The 1997 G.I. Joe collection featured an awful lot of good intentions, but the actual execution of the releases, often times didn’t match up with what was originally intended. I don’t think any figure suffers from this more than Rock ‘N Roll.
The first Rock ‘N Roll is a classic design, that was highly connected with the character. The bullet belts, the short sleeves and the blonde beard were defining physical characteristics that were just as important to Rock ‘N Roll as the fact he was a surfer, a weight lifter and a bass player. The follow up Rock ‘N Roll figures were for the most fairly strong, the 1989 mold features enough of the classic design that it works well as an update to one of the highlights of the first series of G.I. Joe figures.
The 1997 Stars and Stripes Box Set, featured a picture on the box, showing the prototype design for the figures raising the flag. This was a terrible thing, because it showed you what you were supposed to get, sure as shit wasn’t what you got!
So if you look, you see that you didn’t get a Breaker featuring Zap’s colours, a Straight Arm Hawk, Flash, a Zap with a broken thumb, a Snake Eyes that was just a random 82 Joe airbrushed black, or most importantly, that you didn’t get a really nice take on the 1982 Rock ‘N Roll figure.
What you actually got, was a 1986 Roadblock, with a 1986 Hawk head on it, and it was named “Rock ‘N Roll”. Remember how I said the bullet belts and blonde beard were just as important to Rock ‘N Roll as the traits of guy who wants to pick up weights and hang ten in east Berlin? Well, that’s probably why this figure is often decried for being up there with the worst Rock ‘N Roll figures (Honourable Mentions to: Space Man Rock ‘N Roll, and 1994 Flint Rock ‘N Roll).
This is a figure, that once the disappointment of what could’ve been, as well as removing who the figure was supposed to be, is cleared up, it’s actually not a terrible figure. The colouring on it is well done. The 1997 figures are good for having paint apps in the right spots (except wrist watches), but the problem is sometimes the colouring was goofy, or featured odd choices. Hawk ‘N Roll, here, features the fairly common green and browns that were visible on a few 1997 figures. They’re good choices, and fit the “Vintage, but not actually vintage” motif the 1997 series seemed to go for.

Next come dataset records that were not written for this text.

//! Vote tallies and story navigation helpers.

use crate::identity::PeerIdentity;
use crate::state::{Story, VoteValue};
use std::cmp::Ordering;
use std::collections::BTreeMap;

/// Numeric votes, ascending. Special cards are skipped.
pub fn numeric_votes(votes: &BTreeMap<PeerIdentity, VoteValue>) -> Vec<u32> {
    let mut points: Vec<u32> = votes.values().filter_map(VoteValue::points).collect();
    points.sort_unstable();
    points
}

/// Suggested estimate: the element at index `n / 2` of the sorted numeric votes.
///
/// For an even count this picks the upper of the two middle values.
pub fn median_estimate(votes: &BTreeMap<PeerIdentity, VoteValue>) -> Option<u32> {
    let points = numeric_votes(votes);
    points.get(points.len() / 2).copied()
}

#[derive(Debug, Clone, Copy, PartialEq, Eq)]
pub struct Spread {
    pub min: u32,
    pub max: u32,
}

/// Lowest and highest numeric vote, when they disagree.
pub fn spread(votes: &BTreeMap<PeerIdentity, VoteValue>) -> Option<Spread> {
    let points = numeric_votes(votes);
    match (points.first(), points.last()) {
        (Some(&min), Some(&max)) if min != max => Some(Spread { min, max }),
        _ => None,
    }
}

/// How many participants picked each value: numbers ascending, then "☕", then "❓".
pub fn counts(votes: &BTreeMap<PeerIdentity, VoteValue>) -> Vec<(VoteValue, usize)> {
    let mut counts: Vec<(VoteValue, usize)> = Vec::new();
    for value in votes.values() {
        match counts.iter_mut().find(|(v, _)| v == value) {
            Some((_, n)) => *n += 1,
            None => counts.push((*value, 1)),
        }
    }
    counts.sort_by(|(a, _), (b, _)| display_order(a, b));
    counts
}

fn display_order(a: &VoteValue, b: &VoteValue) -> Ordering {
    fn rank(v: &VoteValue) -> (u8, u32) {
        match v {
            VoteValue::Points(n) => (0, *n),
            VoteValue::Coffee => (1, 0),
            VoteValue::Unsure => (2, 0),
        }
    }
    rank(a).cmp(&rank(b))
}

/// The first story after `current_id` that has no estimate yet.
///
/// With no current story, searches from the start.
pub fn next_unestimated_story<'a>(stories: &'a [Story], current_id: Option<&str>) -> Option<&'a Story> {
    let start = current_id
        .and_then(|id| stories.iter().position(|s| s.id == id))
        .map_or(0, |i| i + 1);
    stories[start..].iter().find(|s| s.estimate.is_none())
}

#[cfg(test)]
mod tests {
    use super::*;

    fn votes(entries: &[(&str, VoteValue)]) -> BTreeMap<PeerIdentity, VoteValue> {
        entries
            .iter()
            .map(|(id, v)| (PeerIdentity::new(*id).unwrap(), *v))
            .collect()
    }

    fn story(id: &str, estimate: Option<u32>) -> Story {
        Story {
            id: id.into(),
            title: id.into(),
            description: None,
            estimate: estimate.map(VoteValue::Points),
        }
    }

    // ==================== Median ====================

    #[test]
    fn test_median_even_count_takes_upper_middle() {
        let v = votes(&[
            ("a", VoteValue::Points(1)),
            ("b", VoteValue::Points(2)),
            ("c", VoteValue::Points(3)),
            ("d", VoteValue::Points(5)),
        ]);
        assert_eq!(median_estimate(&v), Some(3));
    }

    #[test]
    fn test_median_ignores_special_cards() {
        let v = votes(&[
            ("a", VoteValue::Points(8)),
            ("b", VoteValue::Coffee),
            ("c", VoteValue::Points(2)),
            ("d", VoteValue::Unsure),
            ("e", VoteValue::Points(5)),
        ]);
        assert_eq!(median_estimate(&v), Some(5));
    }

    #[test]
    fn test_median_without_numeric_votes() {
        assert_eq!(median_estimate(&votes(&[])), None);
        assert_eq!(median_estimate(&votes(&[("a", VoteValue::Coffee)])), None);
    }

    // ==================== Spread / Counts ====================

    #[test]
    fn test_spread_only_when_votes_disagree() {
        let agree = votes(&[("a", VoteValue::Points(3)), ("b", VoteValue::Points(3))]);
        assert_eq!(spread(&agree), None);

        let disagree = votes(&[
            ("a", VoteValue::Points(13)),
            ("b", VoteValue::Points(2)),
            ("c", VoteValue::Unsure),
        ]);
        assert_eq!(spread(&disagree), Some(Spread { min: 2, max: 13 }));
    }

    #[test]
    fn test_counts_ordering() {
        let v = votes(&[
            ("a", VoteValue::Unsure),
            ("b", VoteValue::Points(5)),
            ("c", VoteValue::Coffee),
            ("d", VoteValue::Points(2)),
            ("e", VoteValue::Points(5)),
        ]);
        assert_eq!(
            counts(&v),
            vec![
                (VoteValue::Points(2), 1),
                (VoteValue::Points(5), 2),
                (VoteValue::Coffee, 1),
                (VoteValue::Unsure, 1),
            ]
        );
    }

    // ==================== Next Story ====================

    #[test]
    fn test_next_story_skips_estimated() {
        let stories = vec![story("s1", None), story("s2", Some(3)), story("s3", None)];
        let next = next_unestimated_story(&stories, Some("s1")).unwrap();
        assert_eq!(next.id, "s3");
    }

    #[test]
    fn test_next_story_does_not_wrap() {
        let stories = vec![story("s1", None), story("s2", None)];
        assert!(next_unestimated_story(&stories, Some("s2")).is_none());
    }

    #[test]
    fn test_next_story_without_current_starts_at_beginning() {
        let stories = vec![story("s1", Some(1)), story("s2", None)];
        assert_eq!(next_unestimated_story(&stories, None).unwrap().id, "s2");
        assert_eq!(next_unestimated_story(&stories, Some("missing")).unwrap().id, "s2");
    }
}
//! Session configuration.
//!
//! All durations are in milliseconds so the config reads naturally from JSON.

use crate::heartbeat::HeartbeatConfig;
use crate::identity::{DEFAULT_FACILITATOR_PREFIX, DEFAULT_PARTICIPANT_PREFIX};
use serde::{Deserialize, Serialize};
use std::time::Duration;

/// Floor for the ping interval, so a zero in the config cannot spin the loop.
const MIN_PING_INTERVAL_MS: u64 = 100;

#[derive(Debug, Clone, PartialEq, Eq, Serialize, Deserialize)]
pub struct SessionConfig {
    /// Interval between facilitator PINGs (default: 5s)
    #[serde(default = "default_ping_interval")]
    pub ping_interval_ms: u64,

    /// Replica gives up on the link after this long without a PING (default: 15s)
    #[serde(default = "default_liveness_timeout")]
    pub liveness_timeout_ms: u64,

    /// Bound on re-opening the facilitator channel during reconnect/refresh (default: 7s)
    #[serde(default = "default_reverify_timeout")]
    pub reverify_timeout_ms: u64,

    /// Bound on the first connect attempt when joining (default: 25s)
    #[serde(default = "default_first_connect_timeout")]
    pub first_connect_timeout_ms: u64,

    /// Bound on later connect attempts when joining (default: 12s)
    #[serde(default = "default_retry_connect_timeout")]
    pub retry_connect_timeout_ms: u64,

    /// Connect attempts before a join fails (default: 2)
    #[serde(default = "default_join_attempts")]
    pub join_attempts: u32,

    /// Pause between connect attempts (default: 500ms)
    #[serde(default = "default_retry_delay")]
    pub retry_delay_ms: u64,

    /// Bound on claiming an address with the signaling service (default: 8s)
    #[serde(default = "default_signaling_timeout")]
    pub signaling_timeout_ms: u64,

    #[serde(default = "default_facilitator_prefix")]
    pub facilitator_prefix: String,

    #[serde(default = "default_participant_prefix")]
    pub participant_prefix: String,
}

impl Default for SessionConfig {
    fn default() -> Self {
        Self {
            ping_interval_ms: default_ping_interval(),
            liveness_timeout_ms: default_liveness_timeout(),
            reverify_timeout_ms: default_reverify_timeout(),
            first_connect_timeout_ms: default_first_connect_timeout(),
            retry_connect_timeout_ms: default_retry_connect_timeout(),
            join_attempts: default_join_attempts(),
            retry_delay_ms: default_retry_delay(),
            signaling_timeout_ms: default_signaling_timeout(),
            facilitator_prefix: default_facilitator_prefix(),
            participant_prefix: default_participant_prefix(),
        }
    }
}

impl SessionConfig {
    pub fn from_json(text: &str) -> Result<Self, serde_json::Error> {
        serde_json::from_str(text)
    }

    pub fn heartbeat(&self) -> HeartbeatConfig {
        HeartbeatConfig {
            ping_interval: Duration::from_millis(self.ping_interval_ms.max(MIN_PING_INTERVAL_MS)),
            liveness_timeout: Duration::from_millis(self.liveness_timeout_ms),
        }
    }

    /// Timeout for connect attempt `attempt` (1-based) while joining.
    pub fn connect_timeout(&self, attempt: u32) -> Duration {
        if attempt <= 1 {
            Duration::from_millis(self.first_connect_timeout_ms)
        } else {
            Duration::from_millis(self.retry_connect_timeout_ms)
        }
    }

    pub fn reverify_timeout(&self) -> Duration {
        Duration::from_millis(self.reverify_timeout_ms)
    }

    pub fn retry_delay(&self) -> Duration {
        Duration::from_millis(self.retry_delay_ms)
    }

    pub fn signaling_timeout(&self) -> Duration {
        Duration::from_millis(self.signaling_timeout_ms)
    }
}

fn default_ping_interval() -> u64 {
    5_000
}

fn default_liveness_timeout() -> u64 {
    15_000
}

fn default_reverify_timeout() -> u64 {
    7_000
}

fn default_first_connect_timeout() -> u64 {
    25_000
}

fn default_retry_connect_timeout() -> u64 {
    12_000
}

fn default_join_attempts() -> u32 {
    2
}

fn default_retry_delay() -> u64 {
    500
}

fn default_signaling_timeout() -> u64 {
    8_000
}

fn default_facilitator_prefix() -> String {
    DEFAULT_FACILITATOR_PREFIX.to_string()
}

fn default_participant_prefix() -> String {
    DEFAULT_PARTICIPANT_PREFIX.to_string()
}
//! Identities on the signaling service: room codes and peer addresses.
//!
//! The facilitator's address is derived from the room code, so any participant
//! can dial it without discovery. Participant addresses are random per join.

use rand::Rng;
use serde::{Deserialize, Serialize};
use std::fmt::{self, Display, Formatter};
use std::str::FromStr;
use thiserror::Error;

/// Prefix for the address the facilitator claims for a room.
pub const DEFAULT_FACILITATOR_PREFIX: &str = "scrum-facilitator-peer-";

/// Prefix for randomly generated participant addresses.
pub const DEFAULT_PARTICIPANT_PREFIX: &str = "scrum-participant-";

/// Length of the random suffix of a participant address.
const PARTICIPANT_SUFFIX_LEN: usize = 9;

const BASE36: &[u8] = b"0123456789abcdefghijklmnopqrstuvwxyz";

const CODE_ADJECTIVES: &[&str] = &[
    "Swift", "Red", "Blue", "Green", "Solar", "Lunar", "Cosmic", "Magic",
];
const CODE_NOUNS: &[&str] = &[
    "River", "Mountain", "Forest", "Star", "Planet", "Comet", "Galaxy", "Nebula",
];

#[derive(Debug, Clone, Error, PartialEq, Eq)]
pub enum IdentityError {
    #[error("Identity cannot be empty")]
    Empty,
    #[error("Invalid character {0:?} in room code")]
    InvalidRoomCode(char),
}

/// Shared code naming a session, e.g. `Swift-River-123`.
#[derive(Debug, Clone, PartialEq, Eq, Hash, Serialize, Deserialize)]
#[serde(transparent)]
pub struct RoomCode(String);

impl RoomCode {
    /// Validate and wrap a user-entered room code (surrounding whitespace is trimmed).
    pub fn new(code: impl AsRef<str>) -> Result<Self, IdentityError> {
        let code = code.as_ref().trim();
        if code.is_empty() {
            return Err(IdentityError::Empty);
        }
        if let Some(c) = code
            .chars()
            .find(|c| !(c.is_ascii_alphanumeric() || *c == '-' || *c == '_'))
        {
            return Err(IdentityError::InvalidRoomCode(c));
        }
        Ok(Self(code.to_string()))
    }

    /// Generate a memorable random room code like `Cosmic-Comet-512`.
    pub fn generate() -> Self {
        let mut rng = rand::rng();
        let adjective = CODE_ADJECTIVES[rng.random_range(0..CODE_ADJECTIVES.len())];
        let noun = CODE_NOUNS[rng.random_range(0..CODE_NOUNS.len())];
        let number: u16 = rng.random_range(100..1000);
        Self(format!("{adjective}-{noun}-{number}"))
    }

    pub fn as_str(&self) -> &str {
        &self.0
    }
}

impl Display for RoomCode {
    fn fmt(&self, f: &mut Formatter<'_>) -> fmt::Result {
        f.write_str(&self.0)
    }
}

impl FromStr for RoomCode {
    type Err = IdentityError;

    fn from_str(s: &str) -> Result<Self, Self::Err> {
        Self::new(s)
    }
}

/// Address of an endpoint on the signaling service.
///
/// Doubles as the participant id inside session state, so the identity a
/// channel reports for its remote end is the same id used in `participants`
/// and `votes`.
#[derive(Debug, Clone, PartialEq, Eq, Hash, PartialOrd, Ord, Serialize, Deserialize)]
#[serde(transparent)]
pub struct PeerIdentity(String);

impl PeerIdentity {
    pub fn new(id: impl Into<String>) -> Result<Self, IdentityError> {
        let id = id.into();
        if id.is_empty() {
            return Err(IdentityError::Empty);
        }
        Ok(Self(id))
    }

    /// The well-known address the facilitator of `room` claims.
    pub fn facilitator(prefix: &str, room: &RoomCode) -> Self {
        Self(format!("{prefix}{room}"))
    }

    /// Generate a fresh participant address: `prefix` plus 9 random base36 chars.
    pub fn generate(prefix: &str) -> Self {
        let mut rng = rand::rng();
        let suffix: String = (0..PARTICIPANT_SUFFIX_LEN)
            .map(|_| BASE36[rng.random_range(0..BASE36.len())] as char)
            .collect();
        Self(format!("{prefix}{suffix}"))
    }

    pub fn as_str(&self) -> &str {
        &self.0
    }
}

impl Display for PeerIdentity {
    fn fmt(&self, f: &mut Formatter<'_>) -> fmt::Result {
        f.write_str(&self.0)
    }
}

impl FromStr for PeerIdentity {
    type Err = IdentityError;

    fn from_str(s: &str) -> Result<Self, Self::Err> {
        Self::new(s)
    }
}

impl AsRef<str> for PeerIdentity {
    fn as_ref(&self) -> &str {
        &self.0
    }
}
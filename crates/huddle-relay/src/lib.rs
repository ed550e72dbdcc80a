//! huddle-relay: WebSocket signaling and channel relay for huddle sessions.
//!
//! The server side lets each socket claim one address and relays channels
//! between addresses. The client side implements the session transport
//! traits over that server, so `huddle_core::join` works across processes.

pub mod client;
pub mod protocol;
pub mod server;

pub use client::{RelaySignaling, RelayTransport};
pub use protocol::{MAX_FRAME_SIZE, RejectReason, RelayFrame};
pub use server::RelayServer;
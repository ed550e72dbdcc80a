//! The replicated state store.
//!
//! [`reduce`] is the single state transition function, used identically by the
//! facilitator and by replicas. [`SessionStore`] wraps it with the current
//! state and a clock for timer actions.

use crate::action::Action;
use crate::clock::Clock;
use crate::state::SessionState;
use crate::timer::{MAX_DURATION_SECS, TimerState};
use std::sync::Arc;
use tracing::debug;

/// Apply `action` to `state`.
///
/// Returns `None` when the action is rejected by a guard (unknown story or
/// card, duplicate participant, ...) or leaves the state unchanged. Only
/// timer actions read `now_ms`.
pub fn reduce(state: &SessionState, action: &Action, now_ms: u64) -> Option<SessionState> {
    let mut next = state.clone();

    match action {
        Action::SetState(snapshot) => {
            next = snapshot.as_ref().clone();
        }
        Action::SetMode(mode) => {
            next.mode = *mode;
            next.is_voting_active = false;
            next.show_individual_votes = false;
        }
        Action::AddParticipant(participant) => {
            if state.participant(&participant.id).is_some() {
                return None;
            }
            next.participants.push(participant.clone());
        }
        Action::RemoveParticipant(id) => {
            state.participant(id)?;
            next.participants.retain(|p| &p.id != id);
            if next.participants.is_empty() {
                return None;
            }
            if &next.facilitator_id == id {
                next.facilitator_id = next.participants[0].id.clone();
            }
        }
        Action::AddStory(story) => {
            if state.story(&story.id).is_some() {
                return None;
            }
            next.stories.push(story.clone());
            if next.current_story_id.is_none() {
                next.current_story_id = Some(story.id.clone());
            }
        }
        Action::UpdateStory { id, title } => {
            let story = next.stories.iter_mut().find(|s| &s.id == id)?;
            story.title = title.clone();
        }
        Action::DeleteStory(id) => {
            state.story(id)?;
            next.stories.retain(|s| &s.id != id);
            if next.current_story_id.as_ref() == Some(id) {
                next.current_story_id = next
                    .stories
                    .iter()
                    .find(|s| s.estimate.is_none())
                    .map(|s| s.id.clone());
            }
        }
        Action::SetCurrentStory(id) => {
            if let Some(id) = id {
                state.story(id)?;
            }
            next.current_story_id = id.clone();
            next.votes.clear();
            next.are_votes_revealed = false;
            next.is_voting_active = false;
        }
        Action::CastVote {
            participant_id,
            value,
        } => {
            next.votes.insert(participant_id.clone(), *value);
        }
        Action::SetVotes(votes) => {
            next.votes = votes.clone();
        }
        Action::RevealVotes => {
            next.are_votes_revealed = true;
        }
        Action::ResetVoting => {
            next.votes.clear();
            next.are_votes_revealed = false;
            next.is_voting_active = false;
        }
        Action::StartVoting => {
            next.votes.clear();
            next.are_votes_revealed = false;
            next.is_voting_active = true;
        }
        Action::ToggleShowIndividualVotes => {
            next.show_individual_votes = !next.show_individual_votes;
        }
        Action::SetEstimate { story_id, estimate } => {
            let story = next.stories.iter_mut().find(|s| &s.id == story_id)?;
            story.estimate = Some(*estimate);
        }
        Action::AddRetroCard { column_id, card } => {
            if state.retro_columns.iter().any(|c| c.cards.iter().any(|k| k.id == card.id)) {
                return None;
            }
            next.column_mut(*column_id)?.cards.push(card.clone());
        }
        Action::VoteRetroCard { column_id, card_id } => {
            let card = next
                .column_mut(*column_id)?
                .cards
                .iter_mut()
                .find(|c| &c.id == card_id)?;
            let votes = card.votes.saturating_add(1);
            if votes == card.votes {
                return None;
            }
            card.votes = votes;
        }
        Action::DeleteRetroCard { column_id, card_id } => {
            let column = next.column_mut(*column_id)?;
            let index = column.cards.iter().position(|c| &c.id == card_id)?;
            column.cards.remove(index);
        }
        Action::SortRetroColumn(column_id) => {
            // Stable, so cards with equal votes keep their relative order.
            next.column_mut(*column_id)?
                .cards
                .sort_by(|a, b| b.votes.cmp(&a.votes));
        }
        Action::MoveRetroCard {
            source_column_id,
            dest_column_id,
            card_id,
            insert_at_index,
        } => {
            next.column(*dest_column_id)?;
            let source = next.column_mut(*source_column_id)?;
            let index = source.cards.iter().position(|c| &c.id == card_id)?;
            let card = source.cards.remove(index);
            let dest = next.column_mut(*dest_column_id)?;
            let at = (*insert_at_index).min(dest.cards.len());
            dest.cards.insert(at, card);
        }
        Action::SetIcebreaker(question) => {
            next.icebreaker = question.clone();
        }
        Action::SetFacilitator(id) => {
            state.participant(id)?;
            next.facilitator_id = id.clone();
        }
        Action::StartTimer { duration } => {
            if !duration.is_finite() || *duration <= 0.0 || *duration > MAX_DURATION_SECS {
                return None;
            }
            next.timer = TimerState::started(*duration, now_ms);
        }
        Action::TogglePauseTimer => {
            next.timer = state.timer.toggled(now_ms)?;
        }
        Action::ResetTimer => {
            next.timer = TimerState::default();
        }
    }

    (next != *state).then_some(next)
}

One place 1997 excelled at, and was never really surpassed, was doing camouflage. In the vintage line, camo was often a fairly basic one colour affair. It worked well, and got the point across. In the repaint era, they often tried too hard, and would do designs that didn’t translate on a 3 3/4″ action figure, like chocolate chip desert camo or digital camo, or they’d do the marbleized plastic that looks like a mossy tie-dye. 1997 took cues from the vintage line, but managed the size of the camo stripes to be better on the figures, and would do the pattern in multiple colours. Something that worked a hell of a lot better than the single colour.
The 1986 Roadblock mold, is pretty weak, but not using the terrible ’86 Roadblock head does improve the overall quality of the mold. This 1997 repaint features a reminiscent of the original light green torso, but now it’s more a shirt than a vest. It’s also got white and red highlights that actually match up with where they were white and red on the 86 Roadblock figure. It also features some sharp dark green paint apps, that even fix some of the missing paint apps from the vintage use of the mold.
The accessories the figure included were pretty on point. Sure the 1997 Helmet is too small and terrible quality, but at least the 1997 Rock ‘N Roll might be the ONLY figure from that entire series that can actually fit the helmet. It’s weird, but true. He also comes with a black (rather than charcoal or grey) version of the original 1982 Rock ‘N Roll MG-42. It’s funny though, as the prototype on the box is the 1982 mold, but carrying the 1986 Roadblock gun, or maybe the 1990 Sonic Fighter Law’s version, if you want to get overly technical.
Now, is this a good Rock ‘N Roll? Not at all, but it is actually a fairly decent figure in the scheme of things. It’s incredibly disappointing that it’s not the classic Rock ‘N Roll figure, or even the 1989 mold (Which would’ve really been nice to see in this colour scheme), but it’s still a figure that rates fairly middle of the pack in the 1997 series, as it’s a lot better than some of the duds, but it also isn’t better than some of the high quality 1997 releases.